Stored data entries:
= Beginning of Section =

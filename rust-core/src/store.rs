// Live state plus per-session drafts.
//
// The live value is an `Arc<State>` behind a lock that is only held long
// enough to clone or swap the pointer, so readers always see a state that
// was fully committed. Each draft sits in its own slot; mutating one
// session's draft never waits on another session.

use crate::config::DraftLimits;
use crate::constants::Constants;
use crate::state::{Mode, Stability, State};
use crate::transition::{self, Event, TransitionError};
use serde::{Deserialize, Serialize};
use std::collections::HashMap;
use std::sync::atomic::{AtomicU64, Ordering};
use std::sync::{Arc, Mutex, MutexGuard, PoisonError, RwLock};
use thiserror::Error;
use tracing::debug;

#[derive(Debug, Clone, PartialEq, Error)]
pub enum StoreError {
    #[error("session {session} already has an open draft")]
    AlreadyDrafting { session: String },
    #[error("no open draft for session {session}")]
    UnknownDraft { session: String },
    #[error("session id must not be empty")]
    InvalidSession,
    #[error("open draft limit reached ({limit})")]
    TooManyDrafts { limit: usize },
    #[error("draft operation limit reached ({limit})")]
    DraftLimitExceeded { limit: usize },
    #[error("cycle requires {required} stable ticks, draft has {streak}")]
    HoldNotSatisfied { required: u64, streak: u64 },
    #[error(transparent)]
    Transition(#[from] TransitionError),
}

/// Proof of ownership over one open draft.
#[derive(Clone, Debug, PartialEq, Eq, Hash, Serialize, Deserialize)]
pub struct DraftHandle {
    session: String,
    draft_id: u64,
}

impl DraftHandle {
    pub fn session(&self) -> &str {
        &self.session
    }

    pub fn draft_id(&self) -> u64 {
        self.draft_id
    }
}

#[derive(Clone, Debug, PartialEq, Serialize, Deserialize)]
pub struct Draft {
    pub id: u64,
    pub session: String,
    pub base_state: State,
    pub working: State,
    pub mode: Mode,
    pub pending_ops: Vec<Event>,
    /// Consecutive trailing ops that left the working copy Stable.
    pub stable_streak: u64,
}

impl Draft {
    pub fn new(id: u64, session: impl Into<String>, base_state: State, mode: Mode) -> Self {
        Draft {
            id,
            session: session.into(),
            base_state,
            working: base_state,
            mode,
            pending_ops: Vec::new(),
            stable_streak: 0,
        }
    }

    /// Apply one event to the working copy. The draft is unchanged on error.
    pub fn push(&mut self, event: Event, constants: &Constants) -> Result<(), TransitionError> {
        let next = transition::apply(self.working, event, constants)?;
        self.working = next;
        self.pending_ops.push(event);
        self.stable_streak = if next.stability == Stability::Stable {
            self.stable_streak + 1
        } else {
            0
        };
        Ok(())
    }

    /// `push` under the session limits: op cap and the `Cycle` hold window.
    pub fn push_checked(
        &mut self,
        event: Event,
        constants: &Constants,
        limits: &DraftLimits,
    ) -> Result<(), StoreError> {
        if self.pending_ops.len() >= limits.max_pending_ops {
            return Err(StoreError::DraftLimitExceeded {
                limit: limits.max_pending_ops,
            });
        }
        if event == Event::Cycle && limits.hold_ticks > 0 && self.stable_streak < limits.hold_ticks
        {
            return Err(StoreError::HoldNotSatisfied {
                required: limits.hold_ticks,
                streak: self.stable_streak,
            });
        }
        self.push(event, constants)?;
        Ok(())
    }

    /// Re-apply the pending ops on top of a newer base. The limits are
    /// checked again because the hold window depends on the base.
    pub fn rebase(
        &self,
        base: State,
        constants: &Constants,
        limits: &DraftLimits,
    ) -> Result<Draft, StoreError> {
        let mut out = Draft::new(self.id, self.session.clone(), base, self.mode);
        for ev in &self.pending_ops {
            out.push_checked(*ev, constants, limits)?;
        }
        Ok(out)
    }

    pub fn is_empty(&self) -> bool {
        self.pending_ops.is_empty()
    }
}

pub(crate) type DraftSlot = Arc<Mutex<Draft>>;

pub struct StateStore {
    constants: Constants,
    limits: DraftLimits,
    live: RwLock<Arc<State>>,
    drafts: Mutex<HashMap<String, DraftSlot>>,
    next_id: AtomicU64,
}

impl StateStore {
    pub fn new(constants: Constants, limits: DraftLimits) -> Self {
        let genesis = State::genesis(&constants);
        Self::with_live(constants, limits, genesis)
    }

    pub fn with_live(constants: Constants, limits: DraftLimits, live: State) -> Self {
        Self {
            constants,
            limits,
            live: RwLock::new(Arc::new(live)),
            drafts: Mutex::new(HashMap::new()),
            next_id: AtomicU64::new(1),
        }
    }

    pub fn constants(&self) -> &Constants {
        &self.constants
    }

    pub fn limits(&self) -> &DraftLimits {
        &self.limits
    }

    pub fn live(&self) -> Arc<State> {
        Arc::clone(&self.live.read().unwrap_or_else(PoisonError::into_inner))
    }

    pub fn begin_draft(&self, session: &str) -> Result<DraftHandle, StoreError> {
        if session.is_empty() {
            return Err(StoreError::InvalidSession);
        }
        let mut drafts = self.drafts_map();
        if drafts.contains_key(session) {
            return Err(StoreError::AlreadyDrafting {
                session: session.to_string(),
            });
        }
        if drafts.len() >= self.limits.max_open_drafts {
            return Err(StoreError::TooManyDrafts {
                limit: self.limits.max_open_drafts,
            });
        }
        let id = self.next_id.fetch_add(1, Ordering::Relaxed);
        let base = *self.live();
        let draft = Draft::new(id, session, base, Mode::Sim);
        drafts.insert(session.to_string(), Arc::new(Mutex::new(draft)));
        debug!(session, draft_id = id, tick = base.tick, "draft opened");
        Ok(DraftHandle {
            session: session.to_string(),
            draft_id: id,
        })
    }

    pub fn mutate(&self, handle: &DraftHandle, event: Event) -> Result<Draft, StoreError> {
        let slot = self.slot(handle)?;
        let mut draft = lock(&slot);
        if draft.id != handle.draft_id {
            return Err(self.unknown(handle));
        }
        draft.push_checked(event, &self.constants, &self.limits)?;
        Ok(draft.clone())
    }

    pub fn discard(&self, handle: &DraftHandle) -> Result<(), StoreError> {
        // Slot lock is taken without holding the map lock; commit locks in
        // the opposite order.
        let slot = self.slot(handle)?;
        if lock(&slot).id != handle.draft_id {
            return Err(self.unknown(handle));
        }
        let mut drafts = self.drafts_map();
        match drafts.get(&handle.session) {
            Some(current) if Arc::ptr_eq(current, &slot) => {
                drafts.remove(&handle.session);
            }
            _ => return Err(self.unknown(handle)),
        }
        debug!(session = %handle.session, draft_id = handle.draft_id, "draft discarded");
        Ok(())
    }

    pub fn draft(&self, handle: &DraftHandle) -> Result<Draft, StoreError> {
        let slot = self.slot(handle)?;
        let draft = lock(&slot);
        if draft.id != handle.draft_id {
            return Err(self.unknown(handle));
        }
        Ok(draft.clone())
    }

    /// Handle of the session's open draft, if any.
    pub fn handle_for(&self, session: &str) -> Option<DraftHandle> {
        let slot = self.drafts_map().get(session).cloned()?;
        let id = lock(&slot).id;
        Some(DraftHandle {
            session: session.to_string(),
            draft_id: id,
        })
    }

    pub fn open_drafts(&self) -> usize {
        self.drafts_map().len()
    }

    /// Swap the live pointer. Only the commit pipeline and restore call this.
    pub(crate) fn install(&self, state: State) {
        let mut live = self.live.write().unwrap_or_else(PoisonError::into_inner);
        *live = Arc::new(state);
    }

    pub(crate) fn slot(&self, handle: &DraftHandle) -> Result<DraftSlot, StoreError> {
        self.drafts_map()
            .get(&handle.session)
            .cloned()
            .ok_or_else(|| self.unknown(handle))
    }

    /// Drop a committed draft. No-op if the session already moved on.
    pub(crate) fn close(&self, handle: &DraftHandle, slot: &DraftSlot) {
        let mut drafts = self.drafts_map();
        if let Some(current) = drafts.get(&handle.session) {
            if Arc::ptr_eq(current, slot) {
                drafts.remove(&handle.session);
            }
        }
    }

    fn drafts_map(&self) -> MutexGuard<'_, HashMap<String, DraftSlot>> {
        lock(&self.drafts)
    }

    fn unknown(&self, handle: &DraftHandle) -> StoreError {
        StoreError::UnknownDraft {
            session: handle.session.clone(),
        }
    }
}

pub(crate) fn lock<T>(m: &Mutex<T>) -> MutexGuard<'_, T> {
    m.lock().unwrap_or_else(PoisonError::into_inner)
}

= End of Section =

EXERCISE REQUIREMENTS: Quote exactly the first line of the entries and every line after it, stopping with the line that contains "operation limit reached".

PROBLEM SOLUTION:
filename rust-core/src/store.rs
// Live state plus per-session drafts.
//
// The live value is an `Arc<State>` behind a lock that is only held long
// enough to clone or swap the pointer, so readers always see a state that
// was fully committed. Each draft sits in its own slot; mutating one
// session's draft never waits on another session.

use crate::config::DraftLimits;
use crate::constants::Constants;
use crate::state::{Mode, Stability, State};
use crate::transition::{self, Event, TransitionError};
use serde::{Deserialize, Serialize};
use std::collections::HashMap;
use std::sync::atomic::{AtomicU64, Ordering};
use std::sync::{Arc, Mutex, MutexGuard, PoisonError, RwLock};
use thiserror::Error;
use tracing::debug;

#[derive(Debug, Clone, PartialEq, Error)]
pub enum StoreError {
    #[error("session {session} already has an open draft")]
    AlreadyDrafting { session: String },
    #[error("no open draft for session {session}")]
    UnknownDraft { session: String },
    #[error("session id must not be empty")]
    InvalidSession,
    #[error("open draft limit reached ({limit})")]
    TooManyDrafts { limit: usize },
    #[error("draft operation limit reached ({limit})")]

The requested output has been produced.